Toft, speaking on the Side Hustle Show podcast, laid out the financial mechanics of a business built on an 80/20 revenue split heavily in favour of its contractors. A margin so thin most service-industry operators would not touch it.
'I'm one of the least domestic people,' Toft said during the interview. The irony has not been lost on her.
A Contractor Model That Pays Better Than Uber
The average customer pays about $72 (£54) per service, with most booking weekly or fortnightly pickups. Contractors, largely working mothers using their own homes and equipment, keep 80% of every job. Average weekly earnings sit between $1,074 and $1,432 (£804-£1,072). Those going full-time can reach $2,148 (£1,608).
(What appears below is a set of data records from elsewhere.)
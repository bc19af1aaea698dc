use async_trait::async_trait;
use std::collections::HashMap;
use std::sync::Arc;
use std::sync::atomic::{AtomicUsize, Ordering};
use tokio::sync::Notify;

use iptv_viewer::app::IptvApp;
use iptv_viewer::config::Config;
use iptv_viewer::errors::{AppError, SourceError, SourceResult};
use iptv_viewer::storage::MemoryStorage;
use iptv_viewer::utils::http_client::HttpFetcher;

const NEWS_PLAYLIST: &str = "#EXTM3U
#EXTINF:-1 tvg-country=\"UK\" group-title=\"News\",Beta News
http://streams.example.com/beta.m3u8
#EXTINF:-1 group-title=\"News;Weather\",alpha weather
http://streams.example.com/alpha.m3u8
#EXTINF:-1 group-title=\"Sports\",Gamma Sport
http://streams.example.com/gamma.ts
";

const MUSIC_PLAYLIST: &str = "#EXTM3U
#EXTINF:-1 group-title=\"Music\",Delta FM
http://streams.example.com/delta.mp3
";

/// Serves canned playlists; unknown URLs answer 404
#[derive(Default)]
struct MockFetcher {
    bodies: HashMap<String, String>,
    fetches: AtomicUsize,
    gate: Option<Arc<Notify>>,
}

impl MockFetcher {
    fn with(mut self, url: &str, body: &str) -> Self {
        self.bodies.insert(url.to_string(), body.to_string());
        self
    }

    fn gated(mut self, gate: Arc<Notify>) -> Self {
        self.gate = Some(gate);
        self
    }
}

#[async_trait]
impl HttpFetcher for MockFetcher {
    async fn fetch_text(&self, url: &str) -> SourceResult<String> {
        self.fetches.fetch_add(1, Ordering::SeqCst);
        if let Some(gate) = &self.gate {
            gate.notified().await;
        }
        self.bodies
            .get(url)
            .cloned()
            .ok_or_else(|| SourceError::http(404, "Not Found"))
    }

    async fn head(&self, url: &str) -> SourceResult<u16> {
        if url.contains("unreachable") {
            return Err(SourceError::network("connection refused"));
        }
        Ok(if self.bodies.contains_key(url) { 200 } else { 404 })
    }
}

fn config() -> Config {
    let mut config = Config::default();
    config.default_playlists.clear();
    config.cache.max_playlist_size = 0;
    config
}

fn app_with(config: Config, fetcher: Arc<MockFetcher>) -> IptvApp {
    IptvApp::new(config, fetcher, Arc::new(MemoryStorage::new(5 * 1024 * 1024)))
}

#[tokio::test]
async fn test_load_playlist_fills_catalog() {
    let fetcher = Arc::new(MockFetcher::default().with("http://lists.example.com/news.m3u", NEWS_PLAYLIST));
    let app = app_with(config(), fetcher);

    let count = app
        .load_playlist("http://lists.example.com/news.m3u")
        .await
        .unwrap();

    assert_eq!(count, 3);
    assert_eq!(
        app.status().message(),
        "Loaded 3 channels from http://lists.example.com/news.m3u"
    );
    let names: Vec<String> = app
        .visible_channels("")
        .await
        .into_iter()
        .map(|c| c.name)
        .collect();
    assert_eq!(names, vec!["alpha weather", "Beta News", "Gamma Sport"]);

    let metrics = app.status().metrics();
    assert_eq!(metrics.total_channels, 3);
    assert_eq!(metrics.loaded_playlists, 1);
    assert!(!app.is_loading());
}

#[tokio::test]
async fn test_second_load_is_served_from_cache() {
    let fetcher = Arc::new(MockFetcher::default().with("http://lists.example.com/news.m3u", NEWS_PLAYLIST));
    let app = app_with(config(), fetcher.clone());

    app.load_playlist("http://lists.example.com/news.m3u").await.unwrap();
    app.load_playlist("http://lists.example.com/news.m3u").await.unwrap();

    assert_eq!(fetcher.fetches.load(Ordering::SeqCst), 1);
}

#[tokio::test]
async fn test_concurrent_load_is_rejected() {
    let gate = Arc::new(Notify::new());
    let fetcher = Arc::new(
        MockFetcher::default()
            .with("http://lists.example.com/news.m3u", NEWS_PLAYLIST)
            .with("http://lists.example.com/music.m3u", MUSIC_PLAYLIST)
            .gated(gate.clone()),
    );
    let app = app_with(config(), fetcher.clone());

    let (first, second) = tokio::join!(
        app.load_playlist("http://lists.example.com/news.m3u"),
        async {
            while !app.is_loading() {
                tokio::task::yield_now().await;
            }
            let rejected = app.load_playlist("http://lists.example.com/music.m3u").await;
            assert_eq!(
                app.status().message(),
                "Already loading a playlist, please wait..."
            );
            gate.notify_one();
            rejected
        }
    );

    assert_eq!(first.unwrap(), 3);
    assert!(matches!(
        second,
        Err(AppError::OperationInProgress { .. })
    ));
    assert_eq!(fetcher.fetches.load(Ordering::SeqCst), 1);
    assert!(!app.is_loading());

    // The gate reopens once the first load finishes
    gate.notify_one();
    assert_eq!(
        app.load_playlist("http://lists.example.com/music.m3u")
            .await
            .unwrap(),
        1
    );
}

#[tokio::test]
async fn test_failed_load_releases_gate() {
    let app = app_with(config(), Arc::new(MockFetcher::default()));

    let result = app.load_playlist("http://lists.example.com/missing.m3u").await;

    assert!(matches!(
        result,
        Err(AppError::Source(SourceError::Http { status: 404, .. }))
    ));
    assert_eq!(app.status().message(), "Error: HTTP error: 404 - Not Found");
    assert!(!app.is_loading());
}

#[tokio::test]
async fn test_empty_playlist_is_an_error() {
    let fetcher = Arc::new(MockFetcher::default().with("http://lists.example.com/empty.m3u", "#EXTM3U\n"));
    let app = app_with(config(), fetcher.clone());

    let result = app.load_playlist("http://lists.example.com/empty.m3u").await;

    assert!(matches!(result, Err(AppError::EmptyPlaylist { .. })));
    assert_eq!(
        app.status().message(),
        "Error: No valid channels found in the playlist file."
    );
    assert!(app.catalog().read().await.is_empty());

    // Empty results are not cached
    let _ = app.load_playlist("http://lists.example.com/empty.m3u").await;
    assert_eq!(fetcher.fetches.load(Ordering::SeqCst), 2);
}

#[tokio::test]
async fn test_oversized_playlist_is_truncated() {
    let mut config = config();
    config.cache.max_playlist_size = 2;
    let fetcher = Arc::new(MockFetcher::default().with("http://lists.example.com/news.m3u", NEWS_PLAYLIST));
    let app = app_with(config, fetcher);

    let count = app
        .load_playlist("http://lists.example.com/news.m3u")
        .await
        .unwrap();

    assert_eq!(count, 2);
    assert_eq!(app.catalog().read().await.len(), 2);
    assert_eq!(app.status().metrics().total_channels, 2);
}

#[tokio::test]
async fn test_add_playlist_rejects_blank_input() {
    let fetcher = Arc::new(MockFetcher::default());
    let app = app_with(config(), fetcher.clone());

    let result = app.add_playlist("   ").await;

    assert!(matches!(result, Err(AppError::Validation { .. })));
    assert_eq!(app.status().message(), "Please enter a valid URL");
    assert_eq!(fetcher.fetches.load(Ordering::SeqCst), 0);
}

#[tokio::test]
async fn test_add_playlist_trims_input() {
    let fetcher = Arc::new(MockFetcher::default().with("http://lists.example.com/music.m3u", MUSIC_PLAYLIST));
    let app = app_with(config(), fetcher);

    let count = app
        .add_playlist("  http://lists.example.com/music.m3u \n")
        .await
        .unwrap();

    assert_eq!(count, 1);
}

#[tokio::test]
async fn test_init_merges_defaults_and_survives_failures() {
    let mut config = config();
    config.default_playlists = vec![
        "http://lists.example.com/news.m3u".to_string(),
        "http://lists.example.com/missing.m3u".to_string(),
        "http://lists.example.com/music.m3u".to_string(),
    ];
    let fetcher = Arc::new(
        MockFetcher::default()
            .with("http://lists.example.com/news.m3u", NEWS_PLAYLIST)
            .with("http://lists.example.com/music.m3u", MUSIC_PLAYLIST),
    );
    let app = app_with(config, fetcher);

    app.init().await;

    assert_eq!(app.status().message(), "Ready to play channels");
    let catalog = app.catalog().read().await;
    assert_eq!(catalog.len(), 4);
    assert_eq!(catalog.categories(), vec!["music", "news", "sports"]);
    assert_eq!(app.status().metrics().loaded_playlists, 2);
}

#[tokio::test]
async fn test_category_filters_apply_to_visible_channels() {
    let fetcher = Arc::new(MockFetcher::default().with("http://lists.example.com/news.m3u", NEWS_PLAYLIST));
    let app = app_with(config(), fetcher);
    app.load_playlist("http://lists.example.com/news.m3u").await.unwrap();

    {
        let mut catalog = app.catalog().write().await;
        catalog.set_all_categories(false);
        catalog.toggle_category("sports");
    }

    let names: Vec<String> = app
        .visible_channels("")
        .await
        .into_iter()
        .map(|c| c.name)
        .collect();
    assert_eq!(names, vec!["Gamma Sport"]);

    let by_country: Vec<String> = {
        let mut catalog = app.catalog().write().await;
        catalog.set_all_categories(true);
        drop(catalog);
        app.visible_channels(" uk ")
            .await
            .into_iter()
            .map(|c| c.name)
            .collect()
    };
    assert_eq!(by_country, vec!["Beta News"]);
}

#[tokio::test]
async fn test_check_stream() {
    let fetcher = Arc::new(MockFetcher::default().with("http://streams.example.com/ok.ts", ""));
    let app = app_with(config(), fetcher);

    assert!(app.check_stream("http://streams.example.com/ok.ts").await);
    assert!(!app.check_stream("http://streams.example.com/gone.ts").await);
    assert!(!app.check_stream("http://unreachable.example.com/x.ts").await);
}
'They can earn a lot more than driving for Uber,' Toft told the podcast.
Toft rejected franchising outright. No exclusive territories. No six-figure buy-ins. No rigid structure that would shut out the very people she wanted to recruit.
'We really wanted to be able to give this opportunity to lots of different people,' she said. 'That might be mums who don't have a lot of money and just want to start earning some money.'
Contractors work under an Uber-style arrangement, choosing their own hours, coverage areas and volume. The company's 20% cut feeds directly back into digital marketing and platform development. No middle layer. No royalty.
The customer base splits roughly 60/40 between residential clients and small businesses — beauty salons, medical clinics, Airbnb hosts — in the low-to-mid volume range that larger commercial operators typically ignore.
From Shark Tank Record to Tripling Revenue
Revenue stood at $2.7 million (£2 million) when Toft appeared on Shark Tank Australia in October 2023. She pitched for $537,000 in exchange for a 10% stake. Robert Herjavec, who also sits on Shark Tank US and Dragon's Den Canada, countered with $716,000 (£536,000) for 30% — the largest deal of the season, SmartCompany confirmed.
The television exposure outweighed the capital. Contractor applications surged from around 100 per week to more than 500. The website crashed on air. Years later, a significant share of new applicants still cite the programme as how they first found the brand.
Revenue climbed to $6.2 million (£4.6 million) by the 2024–2025 financial year. By early 2026, the company hit $8.6 million (£6.4 million), quadrupling the business in roughly three years.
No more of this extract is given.